Prices could be raised after the sales contract has been concluded only if fuel prices, taxes or airport fees go up and the traveller is informed about it at the latest 20 days prior to the start of the package. MEPs clarified that if the price increases by more than 8% (the Commission proposes 10%) travellers should be able to cancel the contract without paying a termination fee and to get their money back, or be offered an equivalent package.
The same possibility to cancel the trip without a fee and be refunded would apply if organisers significantly change the key characteristics of the travel services - flight times, trip dates, category of the hotel and etc
Travellers’ repatriation should be ensured if their travel organiser goes bust while they are on holiday and carriage of passengers is part of a package deal.
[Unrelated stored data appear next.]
use thiserror::Error;

use crate::ItemId;

/// Errors that can occur when interacting with an entity store.
#[derive(Debug, Clone, PartialEq, Eq, Error)]
pub enum StoreError {
    /// No entity of this kind is stored under the identifier.
    #[error("{entity} not found: {id}")]
    NotFound { entity: &'static str, id: u64 },

    /// The item has no bids recorded yet.
    #[error("No bids recorded for item {0}")]
    NoBids(ItemId),

    /// Another bid creation for the same item is currently committing.
    #[error("Item {0} has a bid being committed")]
    Conflict(ItemId),

    /// A lease taken for one item was used to commit a bid on another.
    #[error("Lease held for item {held} cannot commit a bid on item {requested}")]
    LeaseMismatch { held: ItemId, requested: ItemId },

    /// The backing storage failed in a way callers cannot correct.
    #[error("Storage backend error: {0}")]
    Backend(String),
}

/// Result type for store operations.
pub type Result<T> = std::result::Result<T, StoreError>;
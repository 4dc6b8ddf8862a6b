//! API server entry point.

use api::config::Config;
use tokio::signal;
use tracing_subscriber::EnvFilter;
use tracing_subscriber::layer::SubscriberExt;
use tracing_subscriber::util::SubscriberInitExt;

/// Waits for a shutdown signal (SIGINT or SIGTERM).
async fn shutdown_signal() {
    let ctrl_c = async {
        if let Err(e) = signal::ctrl_c().await {
            tracing::error!(error = %e, "failed to install SIGINT handler");
            std::future::pending::<()>().await;
        }
    };

    #[cfg(unix)]
    let terminate = async {
        match signal::unix::signal(signal::unix::SignalKind::terminate()) {
            Ok(mut sigterm) => {
                sigterm.recv().await;
            }
            Err(e) => {
                tracing::error!(error = %e, "failed to install SIGTERM handler");
                std::future::pending::<()>().await;
            }
        }
    };

    #[cfg(not(unix))]
    let terminate = std::future::pending::<()>();

    tokio::select! {
        () = ctrl_c => {
            tracing::info!("received SIGINT, starting graceful shutdown");
        }
        () = terminate => {
            tracing::info!("received SIGTERM, starting graceful shutdown");
        }
    }
}

#[tokio::main]
async fn main() -> Result<(), Box<dyn std::error::Error>> {
    let config = Config::from_env();

    // 1. Initialize tracing
    tracing_subscriber::registry()
        .with(EnvFilter::try_from_default_env().unwrap_or_else(|_| EnvFilter::new(&config.log_level)))
        .with(tracing_subscriber::fmt::layer())
        .init();

    // 2. Install Prometheus metrics recorder
    let metrics_handle = metrics_exporter_prometheus::PrometheusBuilder::new().install_recorder()?;

    // 3. Build the application over an empty database
    let state = api::create_default_state();
    let app = api::create_app(state, metrics_handle);

    // 4. Start server
    let addr = config.addr();
    tracing::info!(%addr, "starting API server");

    let listener = tokio::net::TcpListener::bind(&addr).await?;
    axum::serve(listener, app)
        .with_graceful_shutdown(shutdown_signal())
        .await?;

    tracing::info!("server shut down gracefully");
    Ok(())
}
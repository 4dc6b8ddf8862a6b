//! HTTP API server with observability for the auction store.
//!
//! Provides REST endpoints for users, items and bids, with structured
//! logging (tracing) and Prometheus metrics.

pub mod config;
pub mod error;
pub mod routes;

use std::sync::Arc;

use axum::Router;
use axum::routing::{get, post};
use domain::Services;
use entity_store::Database;
use metrics_exporter_prometheus::PrometheusHandle;
use tower_http::cors::{Any, CorsLayer};
use tower_http::trace::TraceLayer;

pub use routes::AppState;

/// Creates the Axum application router with all routes and shared state.
pub fn create_app(state: Arc<AppState>, metrics_handle: PrometheusHandle) -> Router {
    let metrics_router = Router::new()
        .route("/metrics", get(routes::metrics::get))
        .with_state(metrics_handle);

    Router::new()
        .route("/health", get(routes::health::check))
        .route("/users", post(routes::users::create).get(routes::users::list))
        .route("/users/{user_id}", get(routes::users::get))
        .route("/users/{user_id}/bids/items", get(routes::bids::items_by_user))
        .route(
            "/users/{user_id}/items/{item_id}/bids",
            post(routes::bids::create),
        )
        .route("/items", post(routes::items::create).get(routes::items::list))
        .route("/items/{item_id}", get(routes::items::get))
        .route("/items/{item_id}/bids", get(routes::bids::list_by_item))
        .route("/items/{item_id}/bids/highest", get(routes::bids::highest))
        .with_state(state)
        .merge(metrics_router)
        .layer(
            CorsLayer::new()
                .allow_origin(Any)
                .allow_methods(Any)
                .allow_headers(Any),
        )
        .layer(TraceLayer::new_for_http())
}

/// Creates application state over a fresh, empty database.
pub fn create_default_state() -> Arc<AppState> {
    let db = Database::new();
    Arc::new(AppState::new(Services::new(&db)))
}
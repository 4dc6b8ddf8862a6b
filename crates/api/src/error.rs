//! API error types with HTTP response mapping.

use axum::Json;
use axum::extract::rejection::{JsonRejection, PathRejection};
use axum::http::StatusCode;
use axum::response::{IntoResponse, Response};
use domain::{DomainError, ModelError, ValidationError};
use serde_json::{Value, json};
use thiserror::Error;

/// API-level error type that maps to HTTP responses.
#[derive(Debug, Error)]
pub enum ApiError {
    /// Malformed request that never reached a service.
    #[error("{0}")]
    BadRequest(String),

    /// Error returned by a service.
    #[error(transparent)]
    Domain(#[from] DomainError),
}

impl ApiError {
    /// Shorthand for a single missing or empty field.
    pub fn required(field: &str) -> Self {
        DomainError::from(ValidationError::single(field, ModelError::Required)).into()
    }
}

impl IntoResponse for ApiError {
    fn into_response(self) -> Response {
        let (status, body) = match self {
            ApiError::BadRequest(msg) => (
                StatusCode::BAD_REQUEST,
                json!({ "error": "bad_request", "message": msg }),
            ),
            ApiError::Domain(DomainError::Model(err)) => (
                model_status(err),
                json!({ "error": err.code(), "message": err.detail() }),
            ),
            ApiError::Domain(DomainError::Validation(ve)) => validation_body(&ve),
            ApiError::Domain(err) => {
                tracing::error!(error = %err, "internal server error");
                (
                    StatusCode::INTERNAL_SERVER_ERROR,
                    json!({ "error": "server_error", "message": "internal server error" }),
                )
            }
        };

        tracing::debug!(%status, %body, "request failed");
        (status, Json(body)).into_response()
    }
}

fn model_status(err: ModelError) -> StatusCode {
    match err {
        ModelError::NotFound => StatusCode::NOT_FOUND,
        ModelError::Conflict => StatusCode::CONFLICT,
        ModelError::LowValue | ModelError::Required => StatusCode::BAD_REQUEST,
    }
}

fn validation_body(ve: &ValidationError) -> (StatusCode, Value) {
    let status = if ve.iter().any(|(_, err)| err == ModelError::Conflict) {
        StatusCode::CONFLICT
    } else {
        StatusCode::BAD_REQUEST
    };

    let fields: Vec<Value> = ve
        .iter()
        .map(|(field, err)| {
            json!({ "field": field, "code": err.code(), "message": err.detail() })
        })
        .collect();

    (
        status,
        json!({ "error": "validation_error", "message": ve.to_string(), "fields": fields }),
    )
}

impl From<JsonRejection> for ApiError {
    fn from(rejection: JsonRejection) -> Self {
        ApiError::BadRequest(rejection.body_text())
    }
}

impl From<PathRejection> for ApiError {
    fn from(rejection: PathRejection) -> Self {
        ApiError::BadRequest(rejection.body_text())
    }
}

#[cfg(test)]
mod tests {
    use entity_store::StoreError;

    use super::*;

    async fn render(err: ApiError) -> (StatusCode, Value) {
        let response = err.into_response();
        let status = response.status();
        let body = axum::body::to_bytes(response.into_body(), usize::MAX)
            .await
            .unwrap();
        (status, serde_json::from_slice(&body).unwrap())
    }

    #[tokio::test]
    async fn test_model_errors_map_to_status() {
        let (status, body) = render(DomainError::Model(ModelError::NotFound).into()).await;
        assert_eq!(status, StatusCode::NOT_FOUND);
        assert_eq!(body["error"], "not_found");
        assert_eq!(body["message"], "resource not found");

        let (status, _) = render(DomainError::Model(ModelError::Conflict).into()).await;
        assert_eq!(status, StatusCode::CONFLICT);

        let (status, body) = render(DomainError::Model(ModelError::LowValue).into()).await;
        assert_eq!(status, StatusCode::BAD_REQUEST);
        assert_eq!(body["error"], "low_value");
    }

    #[tokio::test]
    async fn test_validation_lists_sorted_fields() {
        let ve: ValidationError = [("user", ModelError::NotFound), ("item", ModelError::LowValue)]
            .into_iter()
            .collect();

        let (status, body) = render(DomainError::from(ve).into()).await;

        assert_eq!(status, StatusCode::BAD_REQUEST);
        assert_eq!(body["error"], "validation_error");
        assert_eq!(body["message"], "validation error on fields item, user");
        assert_eq!(body["fields"][0]["field"], "item");
        assert_eq!(body["fields"][0]["code"], "low_value");
        assert_eq!(body["fields"][1]["field"], "user");
        assert_eq!(body["fields"][1]["code"], "not_found");
    }

    #[tokio::test]
    async fn test_validation_with_conflict_is_409() {
        let ve = ValidationError::single("item", ModelError::Conflict);

        let (status, _) = render(DomainError::from(ve).into()).await;
        assert_eq!(status, StatusCode::CONFLICT);
    }

    #[tokio::test]
    async fn test_store_failure_is_opaque() {
        let err = DomainError::Store(StoreError::Backend("secret detail".into()));

        let (status, body) = render(err.into()).await;

        assert_eq!(status, StatusCode::INTERNAL_SERVER_ERROR);
        assert_eq!(body["error"], "server_error");
        assert!(!body.to_string().contains("secret detail"));
    }

    #[tokio::test]
    async fn test_required_shorthand() {
        let (status, body) = render(ApiError::required("name")).await;
        assert_eq!(status, StatusCode::BAD_REQUEST);
        assert_eq!(body["fields"][0]["field"], "name");
        assert_eq!(body["fields"][0]["code"], "required");
    }
}
use std::path::PathBuf;

use clap::Parser;
use log::LevelFilter;

#[derive(Parser, Debug)]
#[command(version, about, long_about = None)]
pub struct Cli {
    /// Verbosity of the command output.
    #[arg(long)]
    pub verbose: Option<LevelFilter>,

    /// TOML file describing the database to back up.
    #[arg(
        long,
        short = 'c',
        env = "DB_BACKUP_CONFIG",
        default_value = "db-backup.toml"
    )]
    pub config: PathBuf,

    /// Folder where dump files are written.
    #[arg(long, short = 'r', env = "DB_BACKUP_ROOT")]
    pub backup_root: PathBuf,
}
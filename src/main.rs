use clap::Parser;

use db_backup_lib::cli::Cli;
use db_backup_lib::config::BackupConfig;
use db_backup_lib::engines::{perform_backup, BackupOutcome};

fn main() {
    let cli = Cli::parse();

    // init logger
    let mut env_logger = env_logger::builder();
    if let Some(level) = cli.verbose {
        env_logger.filter_level(level);
    }
    env_logger.try_init().expect("env_logger should not fail");

    let config = match BackupConfig::load(&cli.config) {
        Ok(config) => config,
        Err(e) => {
            if std::fs::exists(&cli.config).is_ok_and(|exists| !exists) {
                log::debug!(
                    "Writing a template config to {} because it doesn't exist yet",
                    cli.config.display()
                );
                let template = toml::to_string_pretty(&BackupConfig::default())
                    .expect("template config should be serializable");
                if let Err(e) = std::fs::write(&cli.config, template) {
                    log::warn!(
                        "Writing a template config to {} failed: {e}",
                        cli.config.display()
                    );
                }
                log::error!(
                    "No config found, fill in the template at {} and run again",
                    cli.config.display()
                );
            } else {
                log::error!("{e}");
            }
            std::process::exit(2);
        }
    };

    match perform_backup(&config.engine, &config.database, &cli.backup_root) {
        Ok(BackupOutcome::Success { file, message }) => {
            log::info!("{message} ({})", file.display());
        }
        Ok(BackupOutcome::Failure { message }) => {
            log::error!("{message}");
            std::process::exit(1);
        }
        Err(e) => {
            log::error!("{e}");
            std::process::exit(2);
        }
    }
}
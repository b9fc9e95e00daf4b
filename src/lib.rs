//! Library to create point-in-time backups of a database.
//!
//! A backup is produced by shelling out to the dump utility of the
//! database engine, for example `mariadb-dump`.
//! The engine specific backup strategies are located in the [`engines`]
//! module and are selected by [`engines::factory::resolve_strategy`].

#![forbid(unsafe_code)]

pub mod cli;
pub mod config;
pub mod engines;

pub use config::DbConfig;
pub use engines::{perform_backup, BackupOutcome};
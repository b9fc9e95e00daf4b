//! Configuration of the database targeted by a backup.

use std::path::Path;
use std::{fs, io};

use derive_more::{Display, Error, From};

const DEFAULT_MYSQL_PORT: u16 = 3306;

/// Connection descriptor of the database to back up.
///
/// The descriptor is passed to the backup strategy as-is. Fields are not
/// validated up-front, the dump utility is the authority on whether a
/// combination of host, port and credentials is usable.
#[derive(Debug, Clone, serde::Serialize, serde::Deserialize)]
pub struct DbConfig {
    /// Hostname of the database server.
    pub host: String,

    /// Port of the database server.
    #[serde(default = "default_port")]
    pub port: u16,

    /// User to connect with.
    pub user: String,

    /// Password of the user.
    ///
    /// Only ever handed to the dump utility via its environment,
    /// never on the command line.
    pub password: String,

    /// Name of the database to dump.
    ///
    /// May contain multiple comma-separated names of which only the
    /// *first* is backed up. See [`MySqlBackup`](crate::engines::mysql::MySqlBackup).
    pub database: String,
}

impl Default for DbConfig {
    fn default() -> Self {
        Self {
            host: "localhost".to_string(),
            port: DEFAULT_MYSQL_PORT,
            user: "root".to_string(),
            password: String::new(),
            database: String::new(),
        }
    }
}

fn default_port() -> u16 {
    DEFAULT_MYSQL_PORT
}

/// A backup job as described by the TOML config file.
#[derive(Debug, serde::Serialize, serde::Deserialize)]
pub struct BackupConfig {
    /// Identifier of the database engine, e.g. `mysql`.
    pub engine: String,

    /// Connection descriptor of the database.
    pub database: DbConfig,
}

impl Default for BackupConfig {
    fn default() -> Self {
        Self {
            engine: "mysql".to_string(),
            database: DbConfig::default(),
        }
    }
}

#[derive(Debug, Display, Error, From)]
/// Errors on loading a [BackupConfig] from disk.
pub enum ConfigError {
    /// Config file could not be read.
    #[display("reading the config file failed: {_0}")]
    Io(io::Error),

    /// Config file is no valid TOML description of a backup job.
    #[display("parsing the config file failed: {_0}")]
    Parse(toml::de::Error),
}

impl BackupConfig {
    /// Loads the backup job description from the TOML file at `path`.
    pub fn load(path: &Path) -> Result<Self, ConfigError> {
        let raw = fs::read_to_string(path)?;
        let config = toml::from_str(&raw)?;

        Ok(config)
    }
}

#[cfg(test)]
mod tests {
    use super::*;
    use tempfile::tempdir;

    #[test]
    fn config_files_are_parsed() {
        let raw = r#"
            engine = "mysql"

            [database]
            host = "db.internal"
            port = 3307
            user = "backup"
            password = "secret"
            database = "appdb,logsdb"
        "#;

        let config: BackupConfig = toml::from_str(raw).unwrap();
        assert_eq!(config.engine, "mysql");
        assert_eq!(config.database.host, "db.internal");
        assert_eq!(config.database.port, 3307);
        assert_eq!(config.database.database, "appdb,logsdb");
    }

    #[test]
    fn port_defaults_to_mysql() {
        let raw = r#"
            engine = "mysql"

            [database]
            host = "localhost"
            user = "root"
            password = ""
            database = "appdb"
        "#;

        let config: BackupConfig = toml::from_str(raw).unwrap();
        assert_eq!(config.database.port, 3306);
    }

    #[test]
    fn missing_config_file_is_an_io_error() {
        let dir = tempdir().unwrap();
        let missing = dir.path().join("does-not-exist.toml");

        let err = BackupConfig::load(&missing).unwrap_err();
        assert!(matches!(err, ConfigError::Io(_)));
    }

    #[test]
    fn template_config_is_serializable() {
        let template = toml::to_string_pretty(&BackupConfig::default()).unwrap();
        let reparsed: BackupConfig = toml::from_str(&template).unwrap();
        assert_eq!(reparsed.engine, "mysql");
    }
}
If possible, they should have the option of continuing their trip at no additional cost before travelling home.
Member states should ensure that their insolvency protection schemes are effective and able to guarantee prompt repatriation and immediate refunds to the travellers affected.
Package holiday organisers would be responsible for the performance of the travel services included in the contract, unless national legislation also expressly provides that the retailer may also be deemed liable. Before buying the package the consumers will have get clear information on the company responsible.
Therefore travellers in difficulty should be able to get help during their holiday even if the travel organiser is not at fault. Assistance should include information on health services, consular assistance or helping to find alternative travel arrangements. If the difficult situation is caused by the customer's negligence or intent, then organisers may charge a reasonable fee for the assistance provided.
In the case of a linked travel arrangement, each organiser is responsible for his own part of the contract.
If "unavoidable" and "unforeseen" circumstances, such as natural disasters or a terrorist attack, make it impossible for the traveller to return home on time, the organiser would have to bear the cost of accommodation, if possible of the same quality as originally booked, for up to three nights. If there longer periods of assistance are specified in relevant EU passenger rights rules, these rules would apply.
If the updated rules are approved in EP plenary on 27 October, Member States will have two years to transpose them into their national laws and then additional 6 months to put them into effect.